The Guardian reports in 'Iraq veteran wins blog prize as US military cuts web access' how Colby Buzzell was awarded the £5,000 Lulu Blooker prize for My War: Killing Time in Iraq, which was voted the best book of the year based on a blog:
The memoir was drawn from a blog he kept while in Mosul, in northern Iraq, in 2004, in which he portrayed the texture of daily life there, from listening to Metallica on his iPod to watching his fellow "grunts" surf the web for pornography.
The paradox of Buzzell's victory is that it quickly follows the revelation that the Pentagon has introduced new rules restricting blogs among soldiers, fuelling speculation that live and unadorned combat writing from the field such as Buzzell's may be the last of its kind.

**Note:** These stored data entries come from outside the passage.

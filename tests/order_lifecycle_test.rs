//! Integration tests for the order/step lifecycle state machine: status
//! aggregation, sticky hold, and the step transition rules.

mod common;

use common::{dec, seed_part, setup};
use shopfloor_api::entities::production_order::OrderStatus;
use shopfloor_api::entities::production_step::StepStatus;
use shopfloor_api::errors::ServiceError;
use shopfloor_api::services::orders::CreateOrder;

#[tokio::test]
async fn order_aggregates_step_statuses() {
    let (_db, services) = setup().await;
    let part = seed_part(&services, "ASM-100").await;
    let order = services
        .orders
        .create_order(CreateOrder {
            part_id: part.id,
            quantity_ordered: dec(10),
            steps: vec!["cut".into(), "weld".into(), "paint".into()],
        })
        .await
        .unwrap();
    assert_eq!(order.status, OrderStatus::Queued);

    let steps = services.orders.steps_for_order(order.id).await.unwrap();
    assert_eq!(steps.len(), 3);
    assert_eq!(
        steps.iter().map(|s| s.sequence_number).collect::<Vec<_>>(),
        vec![1, 2, 3]
    );

    // First step starts: order moves to in_progress and actual_start is set.
    let outcome = services
        .orders
        .transition_step(steps[0].id, StepStatus::InProgress)
        .await
        .unwrap();
    assert_eq!(outcome.order.status, OrderStatus::InProgress);
    assert!(outcome.order.actual_start.is_some());
    assert!(outcome.step.started_at.is_some());

    // Two settled, one in progress: still in_progress.
    services
        .orders
        .transition_step(steps[0].id, StepStatus::Complete)
        .await
        .unwrap();
    services
        .orders
        .transition_step(steps[1].id, StepStatus::InProgress)
        .await
        .unwrap();
    services
        .orders
        .transition_step(steps[1].id, StepStatus::Complete)
        .await
        .unwrap();
    services
        .orders
        .transition_step(steps[2].id, StepStatus::InProgress)
        .await
        .unwrap();
    let order = services.orders.get_order(order.id).await.unwrap();
    assert_eq!(order.status, OrderStatus::InProgress);
    assert!(order.actual_end.is_none());

    // Last step settles: order completes with actual_end and quantity.
    let outcome = services
        .orders
        .transition_step(steps[2].id, StepStatus::Complete)
        .await
        .unwrap();
    assert_eq!(outcome.order.status, OrderStatus::Complete);
    assert!(outcome.order.actual_end.is_some());
    assert_eq!(outcome.order.quantity_completed, Some(dec(10)));
    assert!(outcome.step.completed_at.is_some());
    assert!(outcome.step.actual_minutes.is_some());
}

#[tokio::test]
async fn skipping_every_step_completes_the_order() {
    let (_db, services) = setup().await;
    let part = seed_part(&services, "ASM-110").await;
    let order = services
        .orders
        .create_order(CreateOrder {
            part_id: part.id,
            quantity_ordered: dec(2),
            steps: vec!["inspect".into(), "pack".into()],
        })
        .await
        .unwrap();
    let steps = services.orders.steps_for_order(order.id).await.unwrap();

    // Skipped from pending: no start, no duration.
    let outcome = services
        .orders
        .transition_step(steps[0].id, StepStatus::Skipped)
        .await
        .unwrap();
    assert_eq!(outcome.step.started_at, None);
    assert_eq!(outcome.step.actual_minutes, None);
    assert_eq!(outcome.order.status, OrderStatus::Queued);

    let outcome = services
        .orders
        .transition_step(steps[1].id, StepStatus::Skipped)
        .await
        .unwrap();
    assert_eq!(outcome.order.status, OrderStatus::Complete);
}

#[tokio::test]
async fn hold_is_sticky_until_explicit_resume() {
    let (_db, services) = setup().await;
    let part = seed_part(&services, "ASM-200").await;
    let order = services
        .orders
        .create_order(CreateOrder {
            part_id: part.id,
            quantity_ordered: dec(5),
            steps: vec!["machine".into()],
        })
        .await
        .unwrap();
    let steps = services.orders.steps_for_order(order.id).await.unwrap();

    services
        .orders
        .transition_step(steps[0].id, StepStatus::InProgress)
        .await
        .unwrap();
    let held = services
        .orders
        .put_on_hold(order.id, "material quarantine")
        .await
        .unwrap();
    assert_eq!(held.status, OrderStatus::Hold);
    assert_eq!(held.hold_reason.as_deref(), Some("material quarantine"));

    // Step completion while on hold must not auto-transition the order.
    let outcome = services
        .orders
        .transition_step(steps[0].id, StepStatus::Complete)
        .await
        .unwrap();
    assert_eq!(outcome.order.status, OrderStatus::Hold);
    assert!(outcome.consumption.is_none());

    let resumed = services.orders.resume(order.id).await.unwrap();
    assert_eq!(resumed.status, OrderStatus::InProgress);
    assert_eq!(resumed.hold_reason, None);

    // Explicit completion finishes the order.
    let result = services.orders.complete_order(order.id, None).await.unwrap();
    assert_eq!(result.order.status, OrderStatus::Complete);
    assert!(result.order.actual_end.is_some());
}

#[tokio::test]
async fn transitions_out_of_terminal_steps_are_rejected() {
    let (_db, services) = setup().await;
    let part = seed_part(&services, "ASM-300").await;
    let order = services
        .orders
        .create_order(CreateOrder {
            part_id: part.id,
            quantity_ordered: dec(1),
            steps: vec!["lap".into(), "test".into()],
        })
        .await
        .unwrap();
    let steps = services.orders.steps_for_order(order.id).await.unwrap();

    services
        .orders
        .transition_step(steps[0].id, StepStatus::InProgress)
        .await
        .unwrap();
    services
        .orders
        .transition_step(steps[0].id, StepStatus::Complete)
        .await
        .unwrap();

    let reopen = services
        .orders
        .transition_step(steps[0].id, StepStatus::InProgress)
        .await;
    assert!(matches!(reopen, Err(ServiceError::Conflict(_))));

    services
        .orders
        .transition_step(steps[1].id, StepStatus::Skipped)
        .await
        .unwrap();
    let unskip = services
        .orders
        .transition_step(steps[1].id, StepStatus::Complete)
        .await;
    assert!(matches!(unskip, Err(ServiceError::Conflict(_))));
}

#[tokio::test]
async fn pending_to_complete_is_not_a_legal_shortcut() {
    let (_db, services) = setup().await;
    let part = seed_part(&services, "ASM-310").await;
    let order = services
        .orders
        .create_order(CreateOrder {
            part_id: part.id,
            quantity_ordered: dec(1),
            steps: vec!["polish".into()],
        })
        .await
        .unwrap();
    let steps = services.orders.steps_for_order(order.id).await.unwrap();

    let result = services
        .orders
        .transition_step(steps[0].id, StepStatus::Complete)
        .await;
    assert!(matches!(result, Err(ServiceError::Conflict(_))));
}

#[tokio::test]
async fn remove_step_renumbers_and_guards_started_steps() {
    let (_db, services) = setup().await;
    let part = seed_part(&services, "ASM-400").await;
    let order = services
        .orders
        .create_order(CreateOrder {
            part_id: part.id,
            quantity_ordered: dec(1),
            steps: vec!["a".into(), "b".into(), "c".into()],
        })
        .await
        .unwrap();
    let steps = services.orders.steps_for_order(order.id).await.unwrap();

    services.orders.remove_step(steps[0].id).await.unwrap();
    let remaining = services.orders.steps_for_order(order.id).await.unwrap();
    assert_eq!(
        remaining
            .iter()
            .map(|s| (s.name.as_str(), s.sequence_number))
            .collect::<Vec<_>>(),
        vec![("b", 1), ("c", 2)]
    );

    services
        .orders
        .transition_step(remaining[0].id, StepStatus::InProgress)
        .await
        .unwrap();
    let result = services.orders.remove_step(remaining[0].id).await;
    assert!(matches!(result, Err(ServiceError::Conflict(_))));
}

#[tokio::test]
async fn add_step_appends_to_the_routing() {
    let (_db, services) = setup().await;
    let part = seed_part(&services, "ASM-500").await;
    let order = services
        .orders
        .create_order(CreateOrder {
            part_id: part.id,
            quantity_ordered: dec(1),
            steps: vec!["drill".into()],
        })
        .await
        .unwrap();

    let added = services.orders.add_step(order.id, "deburr").await.unwrap();
    assert_eq!(added.sequence_number, 2);
    assert_eq!(added.status, StepStatus::Pending);

    // Completed orders accept no further routing changes.
    services.orders.complete_order(order.id, None).await.unwrap();
    let result = services.orders.add_step(order.id, "late step").await;
    assert!(matches!(result, Err(ServiceError::Conflict(_))));
}

#[tokio::test]
async fn resume_requires_hold_and_hold_requires_live_order() {
    let (_db, services) = setup().await;
    let part = seed_part(&services, "ASM-600").await;
    let order = services
        .orders
        .create_order(CreateOrder {
            part_id: part.id,
            quantity_ordered: dec(1),
            steps: vec![],
        })
        .await
        .unwrap();

    let result = services.orders.resume(order.id).await;
    assert!(matches!(result, Err(ServiceError::Conflict(_))));

    services.orders.complete_order(order.id, None).await.unwrap();
    let result = services.orders.put_on_hold(order.id, "too late").await;
    assert!(matches!(result, Err(ServiceError::Conflict(_))));
}

#[tokio::test]
async fn completed_order_cannot_be_completed_with_different_quantity() {
    let (_db, services) = setup().await;
    let part = seed_part(&services, "ASM-700").await;
    let order = services
        .orders
        .create_order(CreateOrder {
            part_id: part.id,
            quantity_ordered: dec(8),
            steps: vec![],
        })
        .await
        .unwrap();

    let first = services
        .orders
        .complete_order(order.id, Some(dec(7)))
        .await
        .unwrap();
    assert_eq!(first.order.quantity_completed, Some(dec(7)));

    // Re-completion is an inventory no-op and keeps the recorded quantity.
    let second = services
        .orders
        .complete_order(order.id, Some(dec(3)))
        .await
        .unwrap();
    assert_eq!(second.order.quantity_completed, Some(dec(7)));
}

The new rules require all would-be "milbloggers", as soldier-publishers are called, to submit blog entries to supervising officers before posting them. That turns on its head the existing rules which allowed soldiers to post freely, with the onus on them to register their blogs and to alert officers to any material that might compromise security.
What is significant here is that the US Pentagon is now restricting soldier bloggers in what they write, as well as restricting Army computers from accessing such sites as MySpace and YouTube - but they seem fine to let them carry on surfing 'the web for pornography' - good influences for war??